El desierto no tiene nada de edénico, está poblado de huellas, demonios, tribus y palabras. Es imperioso, vital y éticamente, volver a escuchar esa multitud no elegida. No conozco otro camino para recuperar la palabra, el afecto y la comunidad humana, que reinventar, a contrapelo de nuestro dogma histórico, una relación moral con lo inhumano que nos roza. No conozco otra forma de liberarnos del aislamiento elitista en el que vegetamos, de esta despiadada seguridad que amenaza con convertirnos en zombis. ¿El consumo multiplica los entes sin necesidad? No, lo hace con la obsesión de tapar la necesidad, cegando unos cauces sensitivos y afectivos que nos indican que vivir es peligroso y que jamás superaremos la supervivencia. ¿Es esto pesimista? Una vez más, no: solo lo es con respecto a nuestra oferta de salvación técnica, social e histórica. Una oferta envenenada, pues deja a la humanidad atrasada, que todavía pervive en nuestra alma, fuera de los elegidos.

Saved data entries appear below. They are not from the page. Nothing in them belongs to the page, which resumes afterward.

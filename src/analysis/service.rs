//! Analysis orchestration: timeframe, candles, indicators, commentary.

use crate::analysis::commentary::fallback_commentary;
use crate::analysis::prompt::build_prompt;
use crate::analysis::timeframe::select_timeframe;
use crate::config::AppConfig;
use crate::error::AnalysisError;
use crate::indicators::build_snapshot;
use crate::metrics::Metrics;
use crate::models::analysis::{AnalysisRequest, AnalysisResult, CommentarySource, PriceQuote};
use crate::models::contract::Contract;
use crate::models::indicators::{Candle, IndicatorSnapshot};
use crate::services::language_model::{LanguageModel, LanguageModelError};
use crate::services::market_data::{MarketDataError, MarketDataProvider};
use crate::services::openai::OpenAiClient;
use crate::services::yahoo::YahooMarketDataProvider;
use chrono::Utc;
use std::sync::Arc;
use std::time::Duration;
use tracing::{debug, info, warn};

/// Candles kept for indicator computation
pub const INDICATOR_WINDOW: usize = 120;
/// Trailing candles returned when the caller asks for them
pub const PAYLOAD_WINDOW: usize = 50;
pub const PREVIEW_WINDOW: usize = 10;

pub const PRICE_PERIOD: &str = "1d";
pub const PRICE_INTERVAL: &str = "1h";

fn tail<T>(items: &[T], n: usize) -> &[T] {
    &items[items.len().saturating_sub(n)..]
}

/// Trimmed and upper-cased, `None` when nothing is left
pub fn normalize_symbol(raw: Option<&str>) -> Option<String> {
    raw.map(|s| s.trim().to_uppercase()).filter(|s| !s.is_empty())
}

fn round_cents(value: f64) -> f64 {
    (value * 100.0).round() / 100.0
}

/// Stateless service shared by all requests. Collaborators are injected so
/// tests can substitute fakes.
pub struct AnalysisService {
    market_data: Arc<dyn MarketDataProvider>,
    language_model: Option<Arc<dyn LanguageModel>>,
    metrics: Option<Arc<Metrics>>,
    fetch_timeout: Duration,
    model_timeout: Duration,
    language: String,
}

impl AnalysisService {
    pub fn new(market_data: Arc<dyn MarketDataProvider>) -> Self {
        Self {
            market_data,
            language_model: None,
            metrics: None,
            fetch_timeout: Duration::from_secs(20),
            model_timeout: Duration::from_secs(30),
            language: "English".to_string(),
        }
    }

    /// Wire the production collaborators. The language model is only
    /// created when an API key is configured.
    pub fn from_config(
        config: &AppConfig,
        metrics: Option<Arc<Metrics>>,
    ) -> Result<Self, Box<dyn std::error::Error + Send + Sync>> {
        let provider = YahooMarketDataProvider::new(&config.market_data)?;
        let mut service = Self::new(Arc::new(provider))
            .with_fetch_timeout(config.market_data.timeout)
            .with_language(config.analysis_language.clone());

        if let Some(llm) = &config.language_model {
            let client = OpenAiClient::new(llm)?;
            info!(model = %client.model(), "Language model commentary enabled");
            service = service
                .with_language_model(Arc::new(client))
                .with_model_timeout(llm.timeout);
        } else {
            info!("OPENAI_API_KEY not set, serving fallback commentary only");
        }

        if let Some(metrics) = metrics {
            service = service.with_metrics(metrics);
        }

        Ok(service)
    }

    pub fn with_language_model(mut self, model: Arc<dyn LanguageModel>) -> Self {
        self.language_model = Some(model);
        self
    }

    pub fn with_metrics(mut self, metrics: Arc<Metrics>) -> Self {
        self.metrics = Some(metrics);
        self
    }

    pub fn with_fetch_timeout(mut self, timeout: Duration) -> Self {
        self.fetch_timeout = timeout;
        self
    }

    pub fn with_model_timeout(mut self, timeout: Duration) -> Self {
        self.model_timeout = timeout;
        self
    }

    pub fn with_language(mut self, language: impl Into<String>) -> Self {
        self.language = language.into();
        self
    }

    pub fn has_language_model(&self) -> bool {
        self.language_model.is_some()
    }

    async fn fetch(
        &self,
        symbol: &str,
        period: &str,
        interval: &str,
    ) -> Result<Vec<Candle>, MarketDataError> {
        let fetch = self.market_data.fetch_candles(symbol, period, interval);
        let result = tokio::time::timeout(self.fetch_timeout, fetch)
            .await
            .unwrap_or_else(|_| Err(MarketDataError::Timeout(self.fetch_timeout.as_secs())));

        if result.as_ref().map_or(true, |candles| candles.is_empty()) {
            if let Some(metrics) = &self.metrics {
                metrics.market_data_failures_total.inc();
            }
        }
        result
    }

    pub async fn analyze(&self, request: AnalysisRequest) -> Result<AnalysisResult, AnalysisError> {
        let symbol = normalize_symbol(request.symbol.as_deref())
            .ok_or_else(|| AnalysisError::Validation("symbol is required".to_string()))?;
        let contract = request.contract;

        let expiration = contract.expiration();
        let timeframe = select_timeframe(expiration.as_deref(), Utc::now());
        debug!(
            symbol = %symbol,
            interval = timeframe.interval,
            period = timeframe.period,
            "Selected timeframe"
        );

        let candles = self
            .fetch(&symbol, timeframe.period, timeframe.interval)
            .await
            .map_err(|e| {
                warn!(symbol = %symbol, error = %e, "Candle fetch failed");
                AnalysisError::DataFetch(e.to_string())
            })?;

        let window = tail(&candles, INDICATOR_WINDOW);
        let snapshot = build_snapshot(window)
            .ok_or_else(|| AnalysisError::DataFetch("No data".to_string()))?;

        let fallback = fallback_commentary(&symbol, timeframe.interval, &contract, &snapshot);
        let (analysis, source) = self
            .commentary(&symbol, timeframe.interval, &contract, &snapshot, fallback)
            .await;

        let payload = tail(window, PAYLOAD_WINDOW);
        let preview = tail(payload, PREVIEW_WINDOW);

        info!(
            symbol = %symbol,
            interval = timeframe.interval,
            candles = window.len(),
            source = ?source,
            "Analysis complete"
        );

        Ok(AnalysisResult {
            frame_used: timeframe.interval.to_string(),
            tech: snapshot,
            analysis,
            source,
            candles_preview: preview.to_vec(),
            candles: request.include_candles.then(|| payload.to_vec()),
        })
    }

    /// Model text when a model is configured and answers; the fallback
    /// otherwise. Model failures never reach the caller.
    async fn commentary(
        &self,
        symbol: &str,
        interval: &str,
        contract: &Contract,
        snapshot: &IndicatorSnapshot,
        fallback: String,
    ) -> (String, CommentarySource) {
        let Some(model) = &self.language_model else {
            return (fallback, CommentarySource::Fallback);
        };

        let prompt = build_prompt(symbol, interval, contract, snapshot, &self.language);
        let result = tokio::time::timeout(self.model_timeout, model.complete(&prompt))
            .await
            .unwrap_or_else(|_| Err(LanguageModelError::Timeout(self.model_timeout.as_secs())));

        match result {
            Ok(text) => (text, CommentarySource::Model),
            Err(e) => {
                warn!(symbol = %symbol, error = %e, "Language model unavailable, using fallback commentary");
                if let Some(metrics) = &self.metrics {
                    metrics.commentary_fallbacks_total.inc();
                }
                (fallback, CommentarySource::Fallback)
            }
        }
    }

    /// Latest hourly close, rounded to cents
    pub async fn price(&self, symbol: &str) -> Result<PriceQuote, AnalysisError> {
        let symbol = normalize_symbol(Some(symbol))
            .ok_or_else(|| AnalysisError::Validation("symbol is required".to_string()))?;

        let candles = match self.fetch(&symbol, PRICE_PERIOD, PRICE_INTERVAL).await {
            Ok(candles) => candles,
            Err(MarketDataError::NoData(_)) => Vec::new(),
            Err(e) => {
                warn!(symbol = %symbol, error = %e, "Price fetch failed");
                return Err(AnalysisError::DataFetch(e.to_string()));
            }
        };

        let last = candles
            .last()
            .ok_or_else(|| AnalysisError::NotFound(format!("No data for {symbol}")))?;

        Ok(PriceQuote {
            price: round_cents(last.close),
            symbol,
        })
    }
}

Francisco Carreño: ¿El peligro de la vida es, pues, la salvación? ¿No renunciar a lo atrasado, a lo afectivo, a lo que todavía no tiene forma? ¿Es ahí donde surge el dios posible? ¿No existe el riesgo de privilegiar una especie de vuelta a la animalidad, a una naturaleza sin hombre? Y esa regresión, ¿no podría ser un último, irónico y semiinconsciente esfuerzo por humanizar lo que supera al hombre, por despejar la incógnita que nos desafía ilimitadamente, el enigma que nos ha hecho pensar, eliminándolo por comodidad, como niños que no quieren enfrentarse a las dificultades? ¿No estamos dejándonos condicionar demasiado por los excesos de la civilización? Llegas a apostar en algún momento del libro por la eliminación del pensamiento. Creo, sinceramente, que el no ético a determinadas perversiones de lo humano puede llegar a hundirnos en un abismo poco edificante. Dudo mucho de que exista algo interesante más allá del pensamiento. No sé si compartes ese temor, esa intuición de que para llegar a Dios no se puede superar ni rebajar al hombre.

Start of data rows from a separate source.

//! Trend indicators: EMA

pub mod ema;

pub use ema::*;
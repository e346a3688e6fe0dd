//! Request and response payloads for the analysis and price endpoints.

use serde::{Deserialize, Deserializer, Serialize};
use serde_json::Value;

use super::contract::Contract;
use super::indicators::{Candle, IndicatorSnapshot};

#[derive(Debug, Clone, Default, Deserialize)]
pub struct AnalysisRequest {
    #[serde(default, deserialize_with = "lenient_symbol")]
    pub symbol: Option<String>,
    #[serde(default, deserialize_with = "lenient_contract")]
    pub contract: Contract,
    /// Also return the trailing payload window, not just the preview
    #[serde(default)]
    pub include_candles: bool,
}

impl AnalysisRequest {
    pub fn new(symbol: impl Into<String>, contract: Contract) -> Self {
        Self {
            symbol: Some(symbol.into()),
            contract,
            include_candles: false,
        }
    }
}

fn lenient_symbol<'de, D>(deserializer: D) -> Result<Option<String>, D::Error>
where
    D: Deserializer<'de>,
{
    Ok(match Value::deserialize(deserializer)? {
        Value::String(s) => Some(s),
        _ => None,
    })
}

fn lenient_contract<'de, D>(deserializer: D) -> Result<Contract, D::Error>
where
    D: Deserializer<'de>,
{
    Value::deserialize(deserializer).map(Contract::from_value)
}

/// Where the `analysis` text came from
#[derive(Debug, Clone, Copy, PartialEq, Eq, Serialize, Deserialize)]
#[serde(rename_all = "lowercase")]
pub enum CommentarySource {
    Model,
    Fallback,
}

#[derive(Debug, Clone, Serialize, Deserialize)]
pub struct AnalysisResult {
    pub frame_used: String,
    pub tech: IndicatorSnapshot,
    pub analysis: String,
    pub source: CommentarySource,
    pub candles_preview: Vec<Candle>,
    #[serde(skip_serializing_if = "Option::is_none", default)]
    pub candles: Option<Vec<Candle>>,
}

#[derive(Debug, Clone, PartialEq, Serialize, Deserialize)]
pub struct PriceQuote {
    pub symbol: String,
    pub price: f64,
}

Ignacio Castro: Creo que para ser humanos, y también verdaderamente modernos, hay que conservar la «alta indefinición» de cierto atraso atávico, que todavía no tiene forma o nunca la tendrá. John Cage no sería nada sin ese dios potencial de lo posible, ni Bill Viola. Tampoco Loznitsa, Malick, Sorrentino o Sokurov sería nada sin ese registro de umbral. Por no hablar de los poetas y escritores contemporáneos, de Zambrano a Lispector, de Whitman a Vallejo y Joyce. No hay una posible vuelta a la animalidad porque nunca hemos salido de ella. El animal no es una cárcel, sino una forma de nombrar el misterio de la presencia. Es posible que nunca sepamos del todo qué significa habitar la tierra: La soledad, la lluvia, los caminos. Desde luego, lo animal no es en primer lugar este bestial darwinismo que nos rodea por doquier en las series televisivas, en la feroz rivalidad sexual y económica, en una competencia informativa que busca el «no va más» en la serie de impactos brutales. Lejos de esta ideología terrorista, siempre que hay algo de generosidad entre nosotros vuelve el eco de una dulzura natural que está en nuestro pecho. Hasta se podría decir que cierta alegría, estableciendo conexiones insospechadas, supone el regreso triunfal de la planta en nosotros. No hay por tanto, creo, naturaleza sin hombre. La physis anida en nosotros. Lo que ella tiene de inmensa y peligrosa es igual a lo que el hombre tiene de enigmático. La «indiferencia de los árboles a la historia» (Baudrillard) es también la indiferencia del rostro humano a la historia. De hecho, como demuestra la maestría de Chéjov y otros escritores rusos, cada persona es compleja como un clima, un turbulencia imprevisible. También el hombre, como la naturaleza, «ama esconderse». No sé por qué tenemos que esperar a las catástrofes, efecto de rebote de un fondo sombrío continuamente denegado, para aceptar un suelo trágico sin el que no es posible ninguna alegría.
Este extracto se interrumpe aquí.